Le moule est constitué par un cylindre sans fond en tôle étamée, d’une contenance de deux litres pour les fromages ordinaires et d’un litre pour les petits camembert. Ils sont alignés en longues files sur des tables en bois, recouvertes d’une natte en jonc, exactement semblable à celles qu’on utilise pour la fabrication des stores et entre les interstices de laquelle s‘égouttera lentement le petit lait qui sera recueilli pour l’alimentation des porcs. Inutile de dire que moules, nattes, tables, sont après chaque opération l’objet d’un ébouillantage et d’un lavage minutieux. Avant que le caséum ne soit déposé dans les moules, ceux-ci sont aspergés au vaporisateur d’un liquide contenant des ferments qui se développeront au séchage sous forme de cultures microbiennes d’une belle couleur blanche qui formeront la robe du fromage et augmenteront sa saveur. Le lait coagulé est épuisé à l’aide de louches dans le bassin en évitant les cassures de la cuillerée, ainsi prélevée. Tous les moules d’une dalle reçoivent ainsi une première cuillerée, puis une seconde et ainsi de suite, c’est-à-dire que l’ouvrier devra revenir cinq fois au même moule avant que celui-ci ne contienne les 2 litres nécessaires à la confection d’un fromage. Or, l’usine de Saint-Maclou en fabrique de 7000 à 8000 par jour. L’égouttage demande de 8 à 12 heures; des radiateurs à vapeur maintiennent dans les salles une température de 18 à 20 degrés. Les fromages retournés restent à l’égouttage et sont salés le surlendemain du jour où ils ont été fabriqués. Le salage s’opère en roulant le fromage dans le sel par la tranche et sur l’une et l’autre face. Cette opération doit être faite avec le plus grand soin car la bonne conservation du produit en dépend. Le fromage ainsi imprégné passe dans une pièce où la température relativement basse favorise l’absorption du sel. Des monte-charges emmènent ensuite les planches chargées de camembert aux étages, où des wagonnets circulant sur voie Decauville les répartissent dans les hâloirs. Les hâloirs ou séchoirs sont constitués par des files de hautes étagères supportant de légères claies de bambou et séparées par d’étroites allées. Les hâloirs de Saint-Maclou peuvent contenir 250.000 fromages. Les camemberts y séjournent suivant la saison de 15 jours à un mois; ils sont ensuite triés, non suivant leur qualité qui est uniforme, mais selon leur présentation , enveloppés d’une feuille de papier paraffiné et emballés dans une boîte de bois.
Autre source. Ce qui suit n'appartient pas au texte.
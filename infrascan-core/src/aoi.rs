//! Area-of-interest parsing and bounding-box extraction.
//!
//! AOIs arrive as `GeoJSON` polygon geometries in nested-ring form. Only the
//! outer ring (the first entry of `coordinates`) is consulted; holes and any
//! further rings are ignored because the bounding box of the outer ring
//! already encloses them.
//!
//! Coordinates are taken as-is (`x = longitude`, `y = latitude`). No
//! reprojection is performed.

use geo::{Coord, Intersects, Rect};
use serde_json::Value;
use thiserror::Error;

/// Errors raised while validating an AOI payload or extracting its bounds.
#[derive(Debug, Error)]
pub enum AoiError {
    /// The payload was empty or whitespace.
    #[error("aoi_geojson is required")]
    Empty,
    /// The payload was not valid JSON.
    #[error("invalid GeoJSON: {source}")]
    InvalidJson {
        /// Parser error reported by `serde_json`.
        source: serde_json::Error,
    },
    /// The payload had no non-empty `coordinates` array.
    #[error("no coordinates found in GeoJSON")]
    MissingCoordinates,
    /// The first ring was missing, not an array, or empty.
    #[error("invalid polygon structure")]
    InvalidRing,
    /// Every position in the outer ring was malformed.
    #[error("polygon ring contains no usable coordinates")]
    NoUsableCoordinates,
}

/// Axis-aligned latitude/longitude box enclosing an AOI.
///
/// Backed by a [`Rect`], so `min <= max` holds on both axes by construction.
///
/// # Examples
///
/// ```
/// use geo::Coord;
/// use infrascan_core::Bounds;
///
/// let bounds = Bounds::from_corners(Coord { x: 1.0, y: 2.0 }, Coord { x: -1.0, y: 0.5 });
/// assert_eq!(bounds.min_lon(), -1.0);
/// assert_eq!(bounds.max_lat(), 2.0);
/// ```
#[derive(Debug, Clone, Copy, PartialEq)]
pub struct Bounds(Rect<f64>);

impl Bounds {
    /// Degenerate bounds covering a single coordinate.
    #[must_use]
    pub fn from_coord(coord: Coord<f64>) -> Self {
        Self(Rect::new(coord, coord))
    }

    /// Bounds spanning two opposite corners, in any order.
    #[must_use]
    pub fn from_corners(a: Coord<f64>, b: Coord<f64>) -> Self {
        Self(Rect::new(a, b))
    }

    /// Southern edge.
    #[must_use]
    pub fn min_lat(&self) -> f64 {
        self.0.min().y
    }

    /// Western edge.
    #[must_use]
    pub fn min_lon(&self) -> f64 {
        self.0.min().x
    }

    /// Northern edge.
    #[must_use]
    pub fn max_lat(&self) -> f64 {
        self.0.max().y
    }

    /// Eastern edge.
    #[must_use]
    pub fn max_lon(&self) -> f64 {
        self.0.max().x
    }

    /// The underlying rectangle.
    #[must_use]
    pub const fn rect(&self) -> Rect<f64> {
        self.0
    }

    /// Whether `coord` lies inside or on the edge of the box.
    #[must_use]
    pub fn contains(&self, coord: Coord<f64>) -> bool {
        // `Intersects` treats boundary points as inside the rectangle.
        self.0.intersects(&coord)
    }

    #[must_use]
    fn including(self, coord: Coord<f64>) -> Self {
        let min = Coord {
            x: self.0.min().x.min(coord.x),
            y: self.0.min().y.min(coord.y),
        };
        let max = Coord {
            x: self.0.max().x.max(coord.x),
            y: self.0.max().y.max(coord.y),
        };
        Self(Rect::new(min, max))
    }
}

/// A structurally valid AOI payload.
///
/// Parsing only checks that the payload is non-empty JSON; the polygon shape
/// is inspected lazily by [`AoiPayload::bounds`].
///
/// # Examples
///
/// ```
/// use infrascan_core::AoiPayload;
///
/// # fn main() -> Result<(), infrascan_core::AoiError> {
/// let aoi = AoiPayload::parse(
///     r#"{"type":"Polygon","coordinates":[[[0,0],[1,0],[1,1],[0,1],[0,0]]]}"#,
/// )?;
/// assert_eq!(aoi.geometry_type(), Some("Polygon"));
/// let bounds = aoi.bounds()?;
/// assert_eq!(bounds.max_lat(), 1.0);
/// # Ok(())
/// # }
/// ```
#[derive(Debug, Clone, PartialEq)]
pub struct AoiPayload {
    value: Value,
}

impl AoiPayload {
    /// Validate that `payload` is non-empty, parseable JSON.
    ///
    /// # Errors
    ///
    /// Returns [`AoiError::Empty`] for blank input and
    /// [`AoiError::InvalidJson`] when the payload does not parse.
    pub fn parse(payload: &str) -> Result<Self, AoiError> {
        if payload.trim().is_empty() {
            return Err(AoiError::Empty);
        }
        let value =
            serde_json::from_str(payload).map_err(|source| AoiError::InvalidJson { source })?;
        Ok(Self { value })
    }

    /// The `GeoJSON` `type` member, when present.
    #[must_use]
    pub fn geometry_type(&self) -> Option<&str> {
        self.value.get("type").and_then(Value::as_str)
    }

    /// Compute the bounding box of the outer ring.
    ///
    /// Positions with fewer than two numeric components are skipped. The
    /// box starts at the first usable position and widens to include every
    /// later one.
    ///
    /// # Errors
    ///
    /// Returns [`AoiError::MissingCoordinates`] or [`AoiError::InvalidRing`]
    /// when the nested-ring structure is absent, and
    /// [`AoiError::NoUsableCoordinates`] when no position survives parsing.
    pub fn bounds(&self) -> Result<Bounds, AoiError> {
        let ring = self.outer_ring()?;
        let mut positions = ring.iter().filter_map(parse_position);
        let first = positions.next().ok_or(AoiError::NoUsableCoordinates)?;
        Ok(positions.fold(Bounds::from_coord(first), Bounds::including))
    }

    fn outer_ring(&self) -> Result<&[Value], AoiError> {
        let rings = self
            .value
            .get("coordinates")
            .and_then(Value::as_array)
            .filter(|rings| !rings.is_empty())
            .ok_or(AoiError::MissingCoordinates)?;
        rings
            .first()
            .and_then(Value::as_array)
            .filter(|ring| !ring.is_empty())
            .map(Vec::as_slice)
            .ok_or(AoiError::InvalidRing)
    }
}

/// Parse `payload` and compute its bounds in one step.
///
/// # Errors
///
/// Propagates any [`AoiError`] from [`AoiPayload::parse`] or
/// [`AoiPayload::bounds`].
pub fn extract_bounds(payload: &str) -> Result<Bounds, AoiError> {
    AoiPayload::parse(payload)?.bounds()
}

fn parse_position(position: &Value) -> Option<Coord<f64>> {
    let [lon, lat, ..] = position.as_array()?.as_slice() else {
        return None;
    };
    Some(Coord {
        x: lon.as_f64()?,
        y: lat.as_f64()?,
    })
}

#[cfg(test)]
mod tests {
    use super::*;
    use rstest::rstest;

    const SQUARE: &str = r#"{"type":"Polygon","coordinates":[[[0,0],[1,0],[1,1],[0,1],[0,0]]]}"#;

    #[rstest]
    fn square_yields_unit_box() {
        let bounds = extract_bounds(SQUARE).expect("square should parse");
        assert_eq!(bounds.min_lon(), 0.0);
        assert_eq!(bounds.min_lat(), 0.0);
        assert_eq!(bounds.max_lon(), 1.0);
        assert_eq!(bounds.max_lat(), 1.0);
    }

    #[rstest]
    fn longitude_maps_to_x_and_latitude_to_y() {
        let payload = r#"{"type":"Polygon","coordinates":[[[-122.5,37.7],[-122.3,37.9],[-122.4,37.8]]]}"#;
        let bounds = extract_bounds(payload).expect("polygon should parse");
        assert_eq!(bounds.min_lon(), -122.5);
        assert_eq!(bounds.max_lon(), -122.3);
        assert_eq!(bounds.min_lat(), 37.7);
        assert_eq!(bounds.max_lat(), 37.9);
    }

    #[rstest]
    fn single_coordinate_degenerates_to_point() {
        let payload = r#"{"type":"Polygon","coordinates":[[[5.5,-3.25],[5.5,-3.25]]]}"#;
        let bounds = extract_bounds(payload).expect("point ring should parse");
        assert_eq!(bounds.min_lon(), bounds.max_lon());
        assert_eq!(bounds.min_lat(), bounds.max_lat());
        assert!(bounds.contains(Coord { x: 5.5, y: -3.25 }));
    }

    #[rstest]
    fn only_outer_ring_is_consulted() {
        let payload = r#"{"type":"Polygon","coordinates":[[[0,0],[2,2]],[[-50,-50],[50,50]]]}"#;
        let bounds = extract_bounds(payload).expect("polygon should parse");
        assert_eq!(bounds.min_lon(), 0.0);
        assert_eq!(bounds.max_lat(), 2.0);
    }

    #[rstest]
    fn malformed_positions_are_skipped() {
        let payload = r#"{"type":"Polygon","coordinates":[[[9],"junk",[1,"a"],[3,4],[-1,6,100]]]}"#;
        let bounds = extract_bounds(payload).expect("usable positions remain");
        assert_eq!(bounds.min_lon(), -1.0);
        assert_eq!(bounds.max_lon(), 3.0);
        assert_eq!(bounds.min_lat(), 4.0);
        assert_eq!(bounds.max_lat(), 6.0);
    }

    #[rstest]
    fn bounds_contain_every_input_coordinate() {
        let coords = [(3.0, -2.0), (-7.5, 11.0), (0.25, 0.0), (12.0, -9.5), (-1.0, 4.0)];
        let ring: Vec<String> = coords
            .iter()
            .map(|(lon, lat)| format!("[{lon},{lat}]"))
            .collect();
        let payload = format!(r#"{{"type":"Polygon","coordinates":[[{}]]}}"#, ring.join(","));
        let bounds = extract_bounds(&payload).expect("polygon should parse");
        assert!(bounds.min_lat() <= bounds.max_lat());
        assert!(bounds.min_lon() <= bounds.max_lon());
        for (lon, lat) in coords {
            assert!(
                bounds.contains(Coord { x: lon, y: lat }),
                "bounds {bounds:?} should contain ({lon}, {lat})"
            );
        }
    }

    #[rstest]
    #[case::blank("   ")]
    #[case::empty("")]
    fn rejects_empty_payload(#[case] payload: &str) {
        assert!(matches!(AoiPayload::parse(payload), Err(AoiError::Empty)));
    }

    #[rstest]
    fn rejects_invalid_json() {
        assert!(matches!(
            AoiPayload::parse("{not json"),
            Err(AoiError::InvalidJson { .. })
        ));
    }

    #[rstest]
    #[case::no_member(r#"{"type":"Polygon"}"#)]
    #[case::empty_array(r#"{"type":"Polygon","coordinates":[]}"#)]
    #[case::not_object("[1,2,3]")]
    fn rejects_missing_coordinates(#[case] payload: &str) {
        let err = extract_bounds(payload).expect_err("coordinates are required");
        assert!(matches!(err, AoiError::MissingCoordinates), "got {err:?}");
    }

    #[rstest]
    #[case::empty_ring(r#"{"type":"Polygon","coordinates":[[]]}"#)]
    #[case::scalar_ring(r#"{"type":"Polygon","coordinates":[5]}"#)]
    fn rejects_invalid_ring(#[case] payload: &str) {
        let err = extract_bounds(payload).expect_err("ring is required");
        assert!(matches!(err, AoiError::InvalidRing), "got {err:?}");
    }

    #[rstest]
    fn rejects_ring_without_usable_positions() {
        let payload = r#"{"type":"Polygon","coordinates":[[[1],["a","b"],null]]}"#;
        let err = extract_bounds(payload).expect_err("no usable positions");
        assert!(matches!(err, AoiError::NoUsableCoordinates), "got {err:?}");
    }

    #[rstest]
    fn structural_validation_accepts_non_polygon_json() {
        let aoi = AoiPayload::parse(r#"{"type":"Point","coordinates":[1,2]}"#)
            .expect("any JSON passes structural validation");
        assert_eq!(aoi.geometry_type(), Some("Point"));
    }
}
LES SERVICES DE LA FROMAGERIE : La fromagerie de Saint-Maclou est une sorte de petite ville autonome qui subvient elle-même à la plupart de ses besoins. La force motrice lui est fournie par une machine à vapeur monocylindrique de 40 chevaux et occasionnellement par une seconde machine de secours. Une dynamo Gramme fournit partout la lumière, actionne les monte-charges et les pompes. L’installation frigorifique comprend un compresseur et un appareil à saumure. Une salle d’écrémage et de beurrerie munie de deux écrémeuses, d’un réfrigérateur et d’une baratte Garin de 2000 litres permet l’utilisation en beurre de l’excédent de lait pendant les mois d’été. La production journalière est alors de 600 kilos de beurre d’excellente qualité. La quantité considérable d’avoine et d’orge nécessaire à l’alimentation des chevaux et des porcs est reçue dans un silo à grains, puis élevée par une chaîne à godets dans des chambres situées au dessus d’une salle de meunerie où sont installés des moulins aplatisseurs et concasseurs. Un laboratoire est pourvu des instruments utiles à l’analyse du lait et à la préparation des ensemencements. Plus loin, les claies, planches et boiseries sont ébouillantées, rincées et séchées à l’étuve. Un dispositif analogue fonctionne en bas pour le rinçage des moules et bidons. L’usine de Saint-Maclou occupe 85 à 90 ouvriers. Tout cet important personnel est nourri et couché. Les garçons occupent un corps de logements où des chambres avec lit individuel leur sont réservés par groupe de 5 à 6. Chaque ménage dispose d’un appartement particulier dans une autre aile de l’usine. Il n’est pas employé de jeunes filles. Le réfectoire et les cuisines occupent tout le rez-de-chaussée d’une élégante villa dont le premier étage est réservé aux appartements de M. et Mme Bonnetot, directeur et maîtresse de fabrication. Les repas sont pris en commun au son de la cloche à 7 heures ½, midi et 7 heures du soir. Le service est fait par tables de 10, les hommes de chaque corporation ou spécialité étant réunis à la même table. On achève en ce moment à Saint-Maclou d’immenses citernes à cidre en ciment armé à revêtement intérieur de verre qui pourront contenir le jus des quelque 20.000 hectolitres de pommes qu’en moyenne année on récolte sur la propriété.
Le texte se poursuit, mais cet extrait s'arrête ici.